§ **Brief**: Please copy out every line in the records below that includes the word "applied".

§ **Excerpted records**:
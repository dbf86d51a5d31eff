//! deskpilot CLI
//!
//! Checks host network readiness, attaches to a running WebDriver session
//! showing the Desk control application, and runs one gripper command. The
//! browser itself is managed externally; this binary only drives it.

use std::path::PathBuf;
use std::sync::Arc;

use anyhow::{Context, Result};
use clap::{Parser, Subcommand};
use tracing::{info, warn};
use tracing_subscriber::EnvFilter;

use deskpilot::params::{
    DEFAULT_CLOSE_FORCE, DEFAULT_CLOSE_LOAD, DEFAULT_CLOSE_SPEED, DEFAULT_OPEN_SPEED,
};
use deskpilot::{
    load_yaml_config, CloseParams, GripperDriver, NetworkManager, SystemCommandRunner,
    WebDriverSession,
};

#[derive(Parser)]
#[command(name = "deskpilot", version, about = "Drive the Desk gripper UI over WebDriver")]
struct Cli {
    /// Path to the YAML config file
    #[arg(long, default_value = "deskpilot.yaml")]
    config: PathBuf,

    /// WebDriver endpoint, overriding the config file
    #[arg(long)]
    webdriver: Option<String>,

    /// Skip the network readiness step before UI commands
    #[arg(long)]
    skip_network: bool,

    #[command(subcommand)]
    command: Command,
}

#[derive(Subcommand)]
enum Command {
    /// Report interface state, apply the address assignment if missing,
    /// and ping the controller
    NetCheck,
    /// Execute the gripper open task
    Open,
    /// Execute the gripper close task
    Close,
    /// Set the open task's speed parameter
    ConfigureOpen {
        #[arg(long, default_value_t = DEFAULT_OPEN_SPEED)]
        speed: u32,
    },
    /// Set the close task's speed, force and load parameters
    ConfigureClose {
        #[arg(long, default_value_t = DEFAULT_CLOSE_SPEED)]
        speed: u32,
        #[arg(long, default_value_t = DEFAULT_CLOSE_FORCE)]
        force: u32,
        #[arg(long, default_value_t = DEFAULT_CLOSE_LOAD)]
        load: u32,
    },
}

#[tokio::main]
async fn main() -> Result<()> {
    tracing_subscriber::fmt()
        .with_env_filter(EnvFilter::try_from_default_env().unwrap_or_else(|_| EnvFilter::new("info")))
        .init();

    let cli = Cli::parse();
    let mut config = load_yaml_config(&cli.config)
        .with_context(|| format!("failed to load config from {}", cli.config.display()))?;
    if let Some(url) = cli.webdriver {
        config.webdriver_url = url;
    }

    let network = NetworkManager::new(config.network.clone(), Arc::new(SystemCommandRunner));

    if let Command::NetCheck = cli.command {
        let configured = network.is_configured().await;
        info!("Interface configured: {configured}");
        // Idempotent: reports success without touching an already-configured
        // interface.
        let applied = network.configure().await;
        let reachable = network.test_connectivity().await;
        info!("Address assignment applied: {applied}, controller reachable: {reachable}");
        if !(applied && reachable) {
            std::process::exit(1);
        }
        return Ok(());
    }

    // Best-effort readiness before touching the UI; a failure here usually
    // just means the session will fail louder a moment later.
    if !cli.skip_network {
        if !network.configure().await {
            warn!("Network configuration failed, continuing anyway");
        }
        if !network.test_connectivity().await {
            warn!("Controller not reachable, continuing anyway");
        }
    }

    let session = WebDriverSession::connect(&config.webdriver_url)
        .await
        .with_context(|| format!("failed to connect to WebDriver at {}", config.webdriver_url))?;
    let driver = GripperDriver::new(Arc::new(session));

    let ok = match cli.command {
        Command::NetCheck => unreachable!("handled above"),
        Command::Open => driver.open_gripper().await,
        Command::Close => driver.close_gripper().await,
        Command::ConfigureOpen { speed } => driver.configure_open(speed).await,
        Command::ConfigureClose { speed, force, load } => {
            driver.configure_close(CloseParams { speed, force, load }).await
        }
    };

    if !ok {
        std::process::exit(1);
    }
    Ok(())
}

==

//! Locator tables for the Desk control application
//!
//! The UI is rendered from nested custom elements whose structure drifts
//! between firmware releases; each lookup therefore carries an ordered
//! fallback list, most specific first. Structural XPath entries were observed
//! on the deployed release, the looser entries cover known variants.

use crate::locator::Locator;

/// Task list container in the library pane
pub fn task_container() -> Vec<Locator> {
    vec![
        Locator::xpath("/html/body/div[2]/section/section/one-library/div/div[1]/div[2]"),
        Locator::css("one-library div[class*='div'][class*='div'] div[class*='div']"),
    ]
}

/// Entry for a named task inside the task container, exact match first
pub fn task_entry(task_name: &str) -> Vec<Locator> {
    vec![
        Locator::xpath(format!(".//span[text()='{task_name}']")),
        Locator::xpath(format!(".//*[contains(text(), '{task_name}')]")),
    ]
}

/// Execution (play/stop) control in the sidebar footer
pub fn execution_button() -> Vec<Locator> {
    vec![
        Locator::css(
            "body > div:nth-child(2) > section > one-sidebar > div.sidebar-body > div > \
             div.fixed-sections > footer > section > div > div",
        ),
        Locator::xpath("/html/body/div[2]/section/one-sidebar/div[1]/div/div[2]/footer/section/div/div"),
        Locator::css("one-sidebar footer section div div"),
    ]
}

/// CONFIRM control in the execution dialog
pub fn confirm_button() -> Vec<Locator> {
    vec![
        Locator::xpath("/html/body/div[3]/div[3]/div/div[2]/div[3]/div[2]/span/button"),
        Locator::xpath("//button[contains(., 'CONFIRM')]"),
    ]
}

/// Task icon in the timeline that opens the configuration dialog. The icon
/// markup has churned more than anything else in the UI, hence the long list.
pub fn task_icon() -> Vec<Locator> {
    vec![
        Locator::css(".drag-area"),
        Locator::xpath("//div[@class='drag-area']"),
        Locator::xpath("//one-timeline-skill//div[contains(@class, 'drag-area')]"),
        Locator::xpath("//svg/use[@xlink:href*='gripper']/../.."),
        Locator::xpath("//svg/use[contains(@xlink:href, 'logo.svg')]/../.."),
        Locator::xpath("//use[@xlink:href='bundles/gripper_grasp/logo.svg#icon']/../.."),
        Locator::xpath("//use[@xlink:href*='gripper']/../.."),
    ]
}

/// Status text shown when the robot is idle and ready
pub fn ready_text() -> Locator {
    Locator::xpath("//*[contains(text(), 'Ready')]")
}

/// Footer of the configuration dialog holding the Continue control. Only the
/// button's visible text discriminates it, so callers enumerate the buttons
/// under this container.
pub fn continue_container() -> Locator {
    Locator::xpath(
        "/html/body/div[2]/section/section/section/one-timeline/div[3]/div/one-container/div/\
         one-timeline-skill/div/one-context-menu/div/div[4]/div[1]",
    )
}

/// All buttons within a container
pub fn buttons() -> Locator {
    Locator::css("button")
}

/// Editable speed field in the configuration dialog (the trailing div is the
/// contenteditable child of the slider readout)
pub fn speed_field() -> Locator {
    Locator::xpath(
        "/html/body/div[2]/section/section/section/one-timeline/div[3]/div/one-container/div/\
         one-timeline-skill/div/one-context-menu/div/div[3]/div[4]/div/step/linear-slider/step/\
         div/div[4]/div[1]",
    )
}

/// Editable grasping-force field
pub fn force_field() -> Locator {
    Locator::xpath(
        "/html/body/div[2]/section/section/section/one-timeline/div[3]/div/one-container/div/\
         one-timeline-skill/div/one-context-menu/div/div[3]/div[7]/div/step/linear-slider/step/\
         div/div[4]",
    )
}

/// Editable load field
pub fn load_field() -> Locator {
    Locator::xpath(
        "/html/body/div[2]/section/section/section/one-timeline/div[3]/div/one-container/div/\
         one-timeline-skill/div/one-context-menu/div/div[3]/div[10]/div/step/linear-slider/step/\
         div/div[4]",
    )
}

--

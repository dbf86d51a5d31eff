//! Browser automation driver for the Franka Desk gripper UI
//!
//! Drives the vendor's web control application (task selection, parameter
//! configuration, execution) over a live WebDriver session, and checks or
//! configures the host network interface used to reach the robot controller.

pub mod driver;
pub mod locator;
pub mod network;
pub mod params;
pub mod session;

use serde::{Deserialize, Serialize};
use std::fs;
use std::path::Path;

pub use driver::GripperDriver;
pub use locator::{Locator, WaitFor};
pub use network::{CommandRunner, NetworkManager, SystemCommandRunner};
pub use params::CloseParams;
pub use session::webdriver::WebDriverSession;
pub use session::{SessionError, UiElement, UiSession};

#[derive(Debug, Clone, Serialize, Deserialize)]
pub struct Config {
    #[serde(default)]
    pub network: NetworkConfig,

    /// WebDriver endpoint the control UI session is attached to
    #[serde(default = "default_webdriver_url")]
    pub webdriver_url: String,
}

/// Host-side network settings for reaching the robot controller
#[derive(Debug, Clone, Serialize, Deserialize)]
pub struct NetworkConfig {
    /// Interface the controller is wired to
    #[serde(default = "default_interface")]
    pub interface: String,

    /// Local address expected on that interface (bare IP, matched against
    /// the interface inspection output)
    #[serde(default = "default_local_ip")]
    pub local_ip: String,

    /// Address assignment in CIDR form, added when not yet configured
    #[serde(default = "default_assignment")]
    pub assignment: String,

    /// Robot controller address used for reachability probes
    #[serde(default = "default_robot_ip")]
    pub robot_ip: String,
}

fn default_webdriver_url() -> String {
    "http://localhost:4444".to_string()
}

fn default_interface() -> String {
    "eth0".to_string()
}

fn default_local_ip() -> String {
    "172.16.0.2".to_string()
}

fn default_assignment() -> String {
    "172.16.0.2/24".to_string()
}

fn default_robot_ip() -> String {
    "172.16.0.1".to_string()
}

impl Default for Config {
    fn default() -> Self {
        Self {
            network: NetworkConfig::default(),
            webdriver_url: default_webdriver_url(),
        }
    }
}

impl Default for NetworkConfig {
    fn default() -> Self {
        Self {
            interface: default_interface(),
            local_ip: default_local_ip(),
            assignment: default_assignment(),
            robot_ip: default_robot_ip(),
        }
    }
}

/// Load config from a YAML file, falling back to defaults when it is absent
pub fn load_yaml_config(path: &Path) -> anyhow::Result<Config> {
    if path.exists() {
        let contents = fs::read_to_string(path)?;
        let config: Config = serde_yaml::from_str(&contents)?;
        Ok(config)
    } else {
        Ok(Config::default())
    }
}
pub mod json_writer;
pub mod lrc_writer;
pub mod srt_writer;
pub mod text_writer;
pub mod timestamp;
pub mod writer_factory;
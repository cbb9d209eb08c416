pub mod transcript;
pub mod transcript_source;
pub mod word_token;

§ **Task output**:
        let applied = network.configure().await;
        info!("Address assignment applied: {applied}, controller reachable: {reachable}");
        if !(applied && reachable) {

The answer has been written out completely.